Sam is a Marine captain bound for another deployment in Afghanistan. Not long before he leaves, he picks up Tommy on his first day out of prison. Sam is stern and serious, a professional soldier. He has a high, tight haircut, he loves his wife, Grace (Natalie Portman) and two small daughters (Bailee Madison and Taylor Geare), and might love serving his country even more. His father, Hank (Sam Shepard), was also a Marine. Tommy is the family flop. He drinks like his father but serves only himself.
With Sam overseas, the movie breaks in half, then falls apart. Sam’s helicopter is shot down, and he is presumed dead. The family holds a funeral, and his wife and girls begin to move on, with a sober and sobered Tommy subbing, unconvincingly, as a husbandly and fatherly surrogate. He gets some buddies to renovate his brother’s kitchen and provides Grace and the girls with a man around the house. Only barely is there a sexual spark. But that’s plenty to drive the mania of the movie’s second half.
As it happens, Sam is very much alive, a hostage of aggrieved, camcorder-wielding Afghan fighters. While he and a private (Patrick Flueger) are subjected to mind-bending terror in Afghanistan, we’re being tortured here at home. Every time, the film cuts from the devastated look on Maguire’s face to a scene of Gyllenhaal frolicking with the two girls or getting high with Portman, it’s like being splashed with frigid water.
“Brothers’’ is a remake of a 2004 Danish drama, directed and co-written by Susanne Bier and also about a soldier in Afghanistan and his ne’er-do-well brother. The movie was remarkable for its restraint, style, and seamless construction. It was narrative physics. The two brothers seemed tragically incapable of harmony. One’s ability to see the bright side forced the other into darkness.
This American version, written by David Benioff and directed by the Irishman Jim Sheridan, captures little of the original film’s psychological shading. Sam and Tommy aren’t on that crucial cosmic tether. What befalls them gets telegraphed to us. In the opening minutes, Sam gives an envelope addressed for Grace to a fellow Marine and says, “Hope you don’t have to deliver it.’’ Indeed, his letter stays buried in a drawer for full melodramatic effect.
With their giant eyes and lipless mouths, Gyllenhaal and Maguire could, indeed, be brothers. And a hollowed out and haunted Maguire plays his one disturbed note to perfection. He’s too good, in fact, since, when he explodes, he singes the rest of the movie.
The three Danish stars were older than their American counterparts and that difference turns out to be crucial. These lives are lived by real young people all over the country, but this cast seems too young to believably bear the stress. Plus, Maguire, Gyllenhaal, and Portman have become high-note actors. The lower emotional registers don’t seem to interest them. They’re not going for complete characters here. They’re going for scenes.

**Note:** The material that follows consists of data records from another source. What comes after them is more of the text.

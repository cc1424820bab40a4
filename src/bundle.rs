//! Typed form of the analysis result handed to the projector.

use std::collections::{BTreeMap, BTreeSet, HashSet};

use indexmap::IndexMap;
use serde::{Deserialize, Serialize};

use crate::codec::TextCodec;
use crate::error::{Error, Result};

/// Entity id under which notable clips are linked in `entity_excerpt`.
pub const NOTABLE_CLIP_ENTITY_ID: i64 = 0;

#[derive(Debug, Clone, Serialize, Deserialize)]
pub struct AnalysisBundle {
    #[serde(alias = "erl")]
    pub effective_reading_length: i64,
    #[serde(default)]
    pub excerpt_data: BTreeMap<i64, ExcerptRecord>,
    #[serde(default)]
    pub notable_clips: Vec<i64>,
    /// Keyed by display string; insertion order decides ranking ties.
    #[serde(default)]
    pub entity_data: IndexMap<String, EntityRecord>,
    #[serde(alias = "codec")]
    pub text_codec: TextCodec,
    #[serde(default)]
    pub source_url: String,
}

#[derive(Debug, Clone, Default, PartialEq, Eq, Serialize, Deserialize)]
pub struct ExcerptRecord {
    pub loc: i64,
    pub len: i64,
    #[serde(default)]
    pub related_entities: BTreeSet<i64>,
}

#[derive(Debug, Clone, Copy, Default, PartialEq, Eq, Serialize, Deserialize)]
pub struct Span {
    pub loc: i64,
    pub len: i64,
}

#[derive(Debug, Clone, PartialEq, Eq, Serialize, Deserialize)]
pub struct EntityRecord {
    pub entity_id: i64,
    pub original_label: String,
    /// Wire-level type code; see [`EntityRecord::entity_type`].
    #[serde(rename = "type")]
    pub type_code: i64,
    #[serde(default)]
    pub mentions: i64,
    #[serde(default)]
    pub description: Option<String>,
    #[serde(default)]
    pub excerpt_ids: BTreeSet<i64>,
    #[serde(default)]
    pub occurrence: Vec<Span>,
}

#[derive(Debug, Clone, Copy, PartialEq, Eq, Hash, PartialOrd, Ord)]
pub enum EntityType {
    Person,
    Term,
}

impl EntityType {
    pub const ALL: [EntityType; 2] = [EntityType::Person, EntityType::Term];

    pub fn code(self) -> i64 {
        match self {
            Self::Person => 1,
            Self::Term => 2,
        }
    }

    pub fn from_code(code: i64) -> Option<Self> {
        match code {
            1 => Some(Self::Person),
            2 => Some(Self::Term),
            _ => None,
        }
    }

    pub fn as_str(self) -> &'static str {
        match self {
            Self::Person => "person",
            Self::Term => "term",
        }
    }
}

impl EntityRecord {
    /// `None` for codes outside the two known types.
    pub fn entity_type(&self) -> Option<EntityType> {
        EntityType::from_code(self.type_code)
    }

    pub fn has_info_card(&self) -> bool {
        self.description
            .as_deref()
            .is_some_and(|description| !description.is_empty())
    }
}

impl AnalysisBundle {
    pub fn entities(&self) -> impl Iterator<Item = &EntityRecord> {
        self.entity_data.values()
    }

    pub fn notable_set(&self) -> HashSet<i64> {
        self.notable_clips.iter().copied().collect()
    }

    /// Whether an excerpt is written to the `excerpt` table.
    pub fn excerpt_qualifies(
        excerpt_id: i64,
        excerpt: &ExcerptRecord,
        notable: &HashSet<i64>,
    ) -> bool {
        !excerpt.related_entities.is_empty() || notable.contains(&excerpt_id)
    }

    /// Checks the cross references the projection relies on.
    pub fn validate(&self) -> Result<()> {
        let notable = self.notable_set();

        let mut seen_ids = HashSet::with_capacity(self.entity_data.len());
        for (key, record) in self.entity_data.iter() {
            if record.entity_id == NOTABLE_CLIP_ENTITY_ID {
                return Err(Error::MalformedBundle(format!(
                    "entity {key:?} uses reserved id {NOTABLE_CLIP_ENTITY_ID}"
                )));
            }
            if !seen_ids.insert(record.entity_id) {
                return Err(Error::MalformedBundle(format!(
                    "entity {key:?} reuses id {}",
                    record.entity_id
                )));
            }

            for excerpt_id in &record.excerpt_ids {
                let Some(excerpt) = self.excerpt_data.get(excerpt_id) else {
                    return Err(Error::MalformedBundle(format!(
                        "entity {key:?} references unknown excerpt {excerpt_id}"
                    )));
                };
                if !Self::excerpt_qualifies(*excerpt_id, excerpt, &notable) {
                    return Err(Error::MalformedBundle(format!(
                        "entity {key:?} references excerpt {excerpt_id} which has no related entities"
                    )));
                }
            }
        }

        Ok(())
    }
}

#[cfg(test)]
mod tests {
    use super::*;

    const SAMPLE: &str = r#"
    {
      "erl": 12000,
      "codec": "utf8",
      "source_url": "https://www.goodreads.com/book/show/1",
      "notable_clips": [3],
      "excerpt_data": {
        "1": { "loc": 100, "len": 40, "related_entities": [11, 10] },
        "3": { "loc": 900, "len": 25, "related_entities": [] }
      },
      "entity_data": {
        "Zed": {
          "entity_id": 11, "original_label": "Zed", "type": 1, "mentions": 4,
          "description": "A character.", "excerpt_ids": [1],
          "occurrence": [{ "loc": 100, "len": 3 }]
        },
        "Alpha": {
          "entity_id": 10, "original_label": "Alpha", "type": 2, "mentions": 4,
          "description": null, "excerpt_ids": [1], "occurrence": []
        }
      }
    }
    "#;

    fn sample() -> AnalysisBundle {
        serde_json::from_str(SAMPLE).expect("sample bundle should deserialize")
    }

    #[test]
    fn bundle_deserializes_source_field_names_and_keeps_entity_order() {
        let bundle = sample();
        assert_eq!(bundle.effective_reading_length, 12000);
        assert_eq!(bundle.text_codec, TextCodec::Utf8);

        let keys = bundle
            .entity_data
            .keys()
            .map(String::as_str)
            .collect::<Vec<_>>();
        assert_eq!(keys, vec!["Zed", "Alpha"]);

        let related = &bundle.excerpt_data[&1].related_entities;
        assert_eq!(related.iter().copied().collect::<Vec<_>>(), vec![10, 11]);
        assert!(bundle.validate().is_ok());
    }

    #[test]
    fn info_card_requires_non_empty_description() {
        let bundle = sample();
        let records = bundle.entities().collect::<Vec<_>>();
        assert!(records[0].has_info_card());
        assert!(!records[1].has_info_card());

        let mut blank = records[0].clone();
        blank.description = Some(String::new());
        assert!(!blank.has_info_card());
    }

    #[test]
    fn unknown_type_codes_have_no_entity_type() {
        let mut record = sample().entities().next().cloned().expect("entity");
        assert_eq!(record.entity_type(), Some(EntityType::Person));
        record.type_code = 7;
        assert_eq!(record.entity_type(), None);
    }

    #[test]
    fn validate_rejects_duplicate_and_reserved_entity_ids() {
        let mut bundle = sample();
        let mut duplicate = bundle.entities().next().cloned().expect("entity");
        bundle.entity_data.insert("Zed again".to_string(), duplicate.clone());
        assert!(matches!(bundle.validate(), Err(Error::MalformedBundle(_))));

        let mut bundle = sample();
        duplicate.entity_id = NOTABLE_CLIP_ENTITY_ID;
        duplicate.excerpt_ids.clear();
        bundle.entity_data.insert("Nobody".to_string(), duplicate);
        let err = bundle.validate().expect_err("reserved id must be rejected");
        assert!(err.to_string().contains("reserved id 0"));
    }

    #[test]
    fn validate_rejects_links_to_unwritten_excerpts() {
        let mut bundle = sample();
        bundle.excerpt_data.insert(
            7,
            ExcerptRecord {
                loc: 5,
                len: 5,
                related_entities: BTreeSet::new(),
            },
        );
        let mut record = bundle.entities().next().cloned().expect("entity");
        record.entity_id = 12;
        record.excerpt_ids = BTreeSet::from([7]);
        bundle.entity_data.insert("Linked".to_string(), record.clone());
        assert!(bundle.validate().is_err());

        bundle.notable_clips.push(7);
        assert!(bundle.validate().is_ok());

        let mut bundle = sample();
        record.excerpt_ids = BTreeSet::from([42]);
        bundle.entity_data.insert("Dangling".to_string(), record);
        assert!(bundle.validate().is_err());
    }

    #[test]
    fn validate_accepts_notable_clip_without_excerpt() {
        let mut bundle = sample();
        bundle.notable_clips.push(99);
        assert!(bundle.validate().is_ok());
    }

    #[test]
    fn repeated_entity_key_keeps_one_record() {
        let raw = r#"
        {
          "erl": 10,
          "codec": "utf8",
          "entity_data": {
            "A": { "entity_id": 10, "original_label": "A", "type": 1 },
            "B": { "entity_id": 12, "original_label": "B", "type": 2 },
            "A": { "entity_id": 11, "original_label": "A", "type": 1 }
          }
        }
        "#;
        let bundle: AnalysisBundle = serde_json::from_str(raw).expect("bundle json");

        assert_eq!(bundle.entity_data.len(), 2);
        let ids = bundle
            .entities()
            .map(|record| record.entity_id)
            .collect::<Vec<_>>();
        assert_eq!(ids, vec![11, 12]);
        assert!(bundle.validate().is_ok());
    }
}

Sheridan is a one-note filmmaker, too. The torture passages here are of a piece with the political violence in his IRA films, “In the Name of the Father’’ and “The Boxer.’’ Such scenes are so effective that they make the other side of the movie unbearable. Thomas Newman’s jaunty score sounds like an entry in a James Taylor sound-alike contest, and it never stops. When it does, there are songs by Sheridan’s buddies U2.
Sheridan’s single note extends to the way he directs children: He can be violently cute. (His popular aggravation “In America’’ also featured two little girls.) That urge to film extreme cruelty and extreme innocence explains the film’s one good scene, set at a dinner table with the entire Cahill clan and a lady friend of Tommy’s. Sheridan manages an impossible balance of lightness and tension that culminates in Sam’s older daughter squeezing a balloon until it pops. Madison contorts the girl’s sweet nature until she eerily resembles her father. The scene is overdone, but it works.
By that point, “Brothers’’ has become just a juicy entertainment: See Sam go crazy. This is another movie about a fractured soldier and the posttraumatic stress of war. Yet there’s something distasteful in the way Sheridan relishes turning that trauma into a potboiler.